Hills denounced the media for failing to report on the movement to defend Assange and ignoring the content of WikiLeaks’ revelations. She noted that leaks from the Organisation for the Prohibition of Chemical Weapons (OPCW) last year demonstrated that a chemical weapons attack in Douma, Syria, was staged “and Trump bombed Syria the next week.”
The OPCW revelations—comparable to the exposure of lies about “weapons of mass destruction” used to justify the invasion of Iraq—were reported by independent journalists but “we’re not hearing anything, not even the slightest mutter” from the corporate media,” she said
The speeches met with a warm response. Several people thanked the organisers and spoke to WSWS reporters after the protest.

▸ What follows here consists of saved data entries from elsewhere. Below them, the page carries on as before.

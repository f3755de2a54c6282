//! Simple GET request example
//!
//! Loads the meta API from a running backend, then fetches and prints one
//! resource.
//!
//! Run with: cargo run --example simple_get -- http://localhost:6541 /adhocracy/

use agora_http::client::NativeNetwork;
use agora_http::{
    fetch_meta_api, ClientConfig, HttpService, NativeRuntime, OfflinePush, ResourcePath,
};
use std::sync::Arc;

#[tokio::main]
async fn main() -> anyhow::Result<()> {
    tracing_subscriber::fmt()
        .with_env_filter(tracing_subscriber::EnvFilter::from_default_env())
        .init();

    let mut args = std::env::args().skip(1);
    let config = ClientConfig {
        rest_url: args.next().unwrap_or_else(|| ClientConfig::default().rest_url),
        ..Default::default()
    };
    let path = ResourcePath::real(args.next().unwrap_or_else(|| "/".to_string()));

    println!("Simple GET Request Example");
    println!("==========================\n");

    let network = Arc::new(NativeNetwork::from_config(&config)?);
    let meta = fetch_meta_api(network.as_ref(), &config).await?;
    println!("Meta API: {} resource types\n", meta.resource_count());

    // No websocket here, so nothing is cached.
    let service = HttpService::new(
        config,
        meta,
        network,
        Arc::new(OfflinePush),
        Arc::new(NativeRuntime),
    );

    match service.get(&path).await {
        Ok(resource) => {
            println!("Content type: {}", resource.content_type);
            println!("Path: {}", resource.path);
            for (sheet, fields) in &resource.data {
                println!("  {}: {} fields", sheet, fields.fields().count());
            }
        }
        Err(e) => {
            eprintln!("Request failed: {}", e);
        }
    }

    Ok(())
}
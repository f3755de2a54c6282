//! Core data types: paths, resources, requests and responses.

mod path;
mod request;
mod resource;
mod response;

pub use bytes::Bytes;
pub use path::{
    is_root_path, join_path, normalize_path, parent_path, PreliminaryNames, ResourcePath,
    PRELIMINARY_PREFIX,
};
pub use request::{GetOptions, HttpRequest, Method, WriteOptions};
pub use resource::{Resource, Sheet};
pub use response::{
    BatchItemResponse, BatchResponse, HttpResponse, ResourceOptions, UpdatedResources,
};
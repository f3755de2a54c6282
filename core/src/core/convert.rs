//! Conversion between wire JSON and [`Resource`].
//!
//! Wire form: `{content_type, path, data: {sheet: {field: value}}}` plus
//! optional `first_version_path`, `root_versions` and `updated_resources`.

use crate::core::client::HttpCache;
use crate::core::error::{AgoraError, Result};
use crate::core::meta_api::{well_known, MetaApi};
use crate::core::types::{PreliminaryNames, Resource, ResourcePath, Sheet, UpdatedResources};
use serde_json::{json, Map, Value};
use std::collections::BTreeMap;
use std::str::FromStr;
use tracing::debug;

/// How a pool lists its elements (`elements` query parameter).
#[derive(Clone, Copy, Debug, Default, PartialEq, Eq)]
pub enum ElementsMode {
    #[default]
    Paths,
    Content,
    Omit,
}

impl ElementsMode {
    pub fn as_str(&self) -> &'static str {
        match self {
            ElementsMode::Paths => "paths",
            ElementsMode::Content => "content",
            ElementsMode::Omit => "omit",
        }
    }
}

impl FromStr for ElementsMode {
    type Err = AgoraError;

    fn from_str(s: &str) -> Result<Self> {
        match s {
            "paths" => Ok(ElementsMode::Paths),
            "content" => Ok(ElementsMode::Content),
            "omit" => Ok(ElementsMode::Omit),
            other => Err(AgoraError::Import(format!("unknown elements mode: {}", other))),
        }
    }
}

/// Seed inline pool elements into a cache while importing.
pub struct PoolWarmup<'a> {
    pub cache: &'a HttpCache,
    /// Elements mode the caller asked for; the listing is returned in it.
    pub original_elements: ElementsMode,
}

fn parse_path(value: &Value, what: &str) -> Result<ResourcePath> {
    let s = value
        .as_str()
        .ok_or_else(|| AgoraError::Import(format!("{} is not a string: {}", what, value)))?;
    s.parse()
        .map_err(|_| AgoraError::Import(format!("{} is not a valid path: {}", what, s)))
}

fn check_reference(sheet: &str, field: &str, value: &Value) -> Result<()> {
    let ok = match value {
        Value::Null | Value::String(_) => true,
        // Pools list inline content when asked for `elements=content`.
        Value::Array(items) => items.iter().all(|v| v.is_string() || v.is_object()),
        _ => false,
    };
    if ok {
        Ok(())
    } else {
        Err(AgoraError::Import(format!(
            "reference field {}.{} holds a non-path value: {}",
            sheet, field, value
        )))
    }
}

/// Build a [`Resource`] from its wire form.
///
/// Sheets and fields unknown to `meta` are kept verbatim. Items without a
/// `first_version_path` get a fresh placeholder.
pub fn import_resource(
    wire: &Value,
    meta: &MetaApi,
    names: &PreliminaryNames,
    warmup: Option<&PoolWarmup<'_>>,
) -> Result<Resource> {
    let obj = wire
        .as_object()
        .ok_or_else(|| AgoraError::Import(format!("resource is not an object: {}", wire)))?;

    let content_type = obj
        .get("content_type")
        .and_then(Value::as_str)
        .ok_or_else(|| AgoraError::Import("resource has no content_type".into()))?;
    let schema = meta
        .resource(content_type)
        .ok_or_else(|| AgoraError::Import(format!("unknown content type: {}", content_type)))?;

    let path = match obj.get("path") {
        Some(value) => parse_path(value, "path")?,
        None => return Err(AgoraError::Import("resource has no path".into())),
    };

    let mut data = BTreeMap::new();
    match obj.get("data") {
        None | Some(Value::Null) => {}
        Some(Value::Object(sheets)) => {
            for (sheet_name, fields) in sheets {
                let fields = fields.as_object().ok_or_else(|| {
                    AgoraError::Import(format!("sheet {} is not an object", sheet_name))
                })?;
                if let Some(sheet_schema) = meta.sheet(sheet_name) {
                    for (field, value) in fields {
                        if sheet_schema.field(field).is_some_and(|f| f.is_reference()) {
                            check_reference(sheet_name, field, value)?;
                        }
                    }
                }
                data.insert(sheet_name.clone(), Sheet(fields.clone()));
            }
        }
        Some(other) => {
            return Err(AgoraError::Import(format!("data is not an object: {}", other)));
        }
    }

    let first_version_path = match obj.get("first_version_path") {
        Some(value) if !value.is_null() => Some(parse_path(value, "first_version_path")?),
        _ if schema.is_item => Some(names.next_preliminary()),
        _ => None,
    };

    let root_versions = match obj.get("root_versions") {
        Some(Value::Array(items)) => items
            .iter()
            .map(|v| parse_path(v, "root_versions entry"))
            .collect::<Result<Vec<_>>>()?,
        _ => Vec::new(),
    };

    let updated_resources = match obj.get("updated_resources") {
        Some(value) if !value.is_null() => {
            Some(serde_json::from_value::<UpdatedResources>(value.clone()).map_err(|e| {
                AgoraError::Import(format!("malformed updated_resources: {}", e))
            })?)
        }
        _ => None,
    };

    let mut resource = Resource {
        content_type: content_type.to_string(),
        path,
        parent: None,
        first_version_path,
        root_versions,
        data,
        updated_resources,
    };

    if let Some(warmup) = warmup {
        warm_pool_elements(&mut resource, meta, names, warmup)?;
    }

    Ok(resource)
}

/// Import inline pool elements into the cache, then restore the listing to
/// the elements mode the caller asked for.
fn warm_pool_elements(
    resource: &mut Resource,
    meta: &MetaApi,
    names: &PreliminaryNames,
    warmup: &PoolWarmup<'_>,
) -> Result<()> {
    let pool_path = resource.path.to_string();
    let Some(pool) = resource.data.get_mut(well_known::POOL) else {
        return Ok(());
    };
    let Some(Value::Array(elements)) = pool.get("elements").cloned() else {
        return Ok(());
    };

    let mut paths = Vec::with_capacity(elements.len());
    for element in &elements {
        match element {
            Value::Object(_) => {
                let imported = import_resource(element, meta, names, None)?;
                let path = imported.path.to_string();
                warmup.cache.put_cached(&path, "", imported);
                paths.push(Value::String(path));
            }
            Value::String(path) => paths.push(Value::String(path.clone())),
            other => {
                return Err(AgoraError::Import(format!("bad pool element: {}", other)));
            }
        }
    }
    debug!("warmed {} pool elements of {}", paths.len(), pool_path);

    match warmup.original_elements {
        ElementsMode::Content => {}
        ElementsMode::Paths => pool.set("elements", Value::Array(paths)),
        ElementsMode::Omit => {
            pool.remove("elements");
        }
    }
    Ok(())
}

/// Options for [`export_resource`].
#[derive(Clone, Copy, Debug, Default, PartialEq, Eq)]
pub struct ExportOptions {
    /// Keep the metadata sheet, which the server otherwise treats as read-only.
    pub keep_metadata: bool,
    /// The resource is being created; every create-mandatory field of the
    /// sheets present must be set.
    pub creating: bool,
}

/// Turn a [`Resource`] into the body of a write.
///
/// Only fields flagged editable, creatable or create-mandatory survive;
/// sheets unknown to `meta` and sheets left empty are dropped. The path never
/// appears in the body.
pub fn export_resource(meta: &MetaApi, resource: &Resource, opts: ExportOptions) -> Result<Value> {
    if meta.resource(&resource.content_type).is_none() {
        return Err(AgoraError::Export(format!(
            "unknown content type: {}",
            resource.content_type
        )));
    }

    let mut data = Map::new();
    for (sheet_name, sheet) in &resource.data {
        let Some(sheet_schema) = meta.sheet(sheet_name) else {
            debug!("export: dropping unknown sheet {}", sheet_name);
            continue;
        };
        let keep_all = opts.keep_metadata && sheet_name == well_known::METADATA;

        let mut fields = Map::new();
        for (field, value) in sheet.fields() {
            let writable = sheet_schema.field(field).is_some_and(|f| f.is_writable());
            if writable || keep_all {
                fields.insert(field.clone(), value.clone());
            }
        }

        if opts.creating {
            if let Some(missing) = sheet_schema
                .fields()
                .find(|f| f.create_mandatory && !fields.contains_key(&f.name))
            {
                return Err(AgoraError::Export(format!(
                    "missing create-mandatory field {}.{}",
                    sheet_name, missing.name
                )));
            }
        }

        if !fields.is_empty() {
            data.insert(sheet_name.clone(), Value::Object(fields));
        }
    }

    let mut wire = json!({
        "content_type": resource.content_type,
        "data": data,
    });
    if !resource.root_versions.is_empty() {
        let root_versions: Vec<String> =
            resource.root_versions.iter().map(ToString::to_string).collect();
        wire["root_versions"] = json!(root_versions);
    }
    Ok(wire)
}
//! Resource client: cache, push hub, transactions and the HTTP façade.

pub mod backend_error;
mod cache;
mod config;
mod fetch;
pub mod native_network;
mod push;
pub mod retry;
pub mod topo;
mod transaction;
mod utils;

pub use backend_error::{log_backend_batch_error, log_backend_error};
pub use cache::HttpCache;
pub use config::ClientConfig;
pub use fetch::{HttpService, NoForkPost, Resolvable, USER_PATH_HEADER, USER_TOKEN_HEADER};
pub use native_network::NativeNetwork;
pub use push::{ClientRequest, PushAction, PushEvent, PushHub, ServerEvent};
pub use retry::{RetryConfig, RetryDecision, RetryState};
pub use topo::sort_topologically;
pub use transaction::{BatchRequestItem, OpHandle, PostHandle, Transaction};
pub use utils::*;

Mohamed, who recently moved to NZ from Lebanon, said “people should be more aware” about Assange’s plight. “There isn’t enough coverage, especially in the mainstream news, which is to be expected.” The media, he said, is “owned by rich people who have ties to the government or ties to weapons manufacturing companies, which are also exposed by WikiLeaks.”
Mohamed pointed out that WikiLeaks had not only exposed “countries like the US and United Kingdom, it’s also other countries in the Middle East that were exposed, that will benefit from having [Assange] dead or silenced.” He described Assange as “a symbol” for journalists being persecuted, including in “countries with dictatorships supported by Western governments.”
Wendy, originally from Western Australia, said it was striking “how little you hear over there about Assange. The way the government has, many times, let him down and thrown him to the wolves is an absolute sin. Because if you’re the citizen of a country and you haven’t committed war crimes or something atrocious then you’re going to expect to be supported, and that’s just not happened with him.”
Ali Scott, an artist and potter, said: “We have to maintain our freedom to find out the truth at any cost. We’ve already lost so much. Our newspapers won’t publish anything, that’s why most people in New Zealand don’t know what’s going on in these wars.
“It’s good to see [the campaign for Assange]. It needs to be much, much more. They’re torturing him psychologically, they’ve kept him in solitary confinement for months and months, and the outlook if he goes to America is horrifying.”
Speaking about the New Zealand government’s stance, Scott said: “I feel that Jacinda Ardern is going along with Trump, because they know the repercussions if they don’t.” She added that US governments “bully everyone. They’re like a global mafia. If people don’t hand over what they want, they just bomb them.”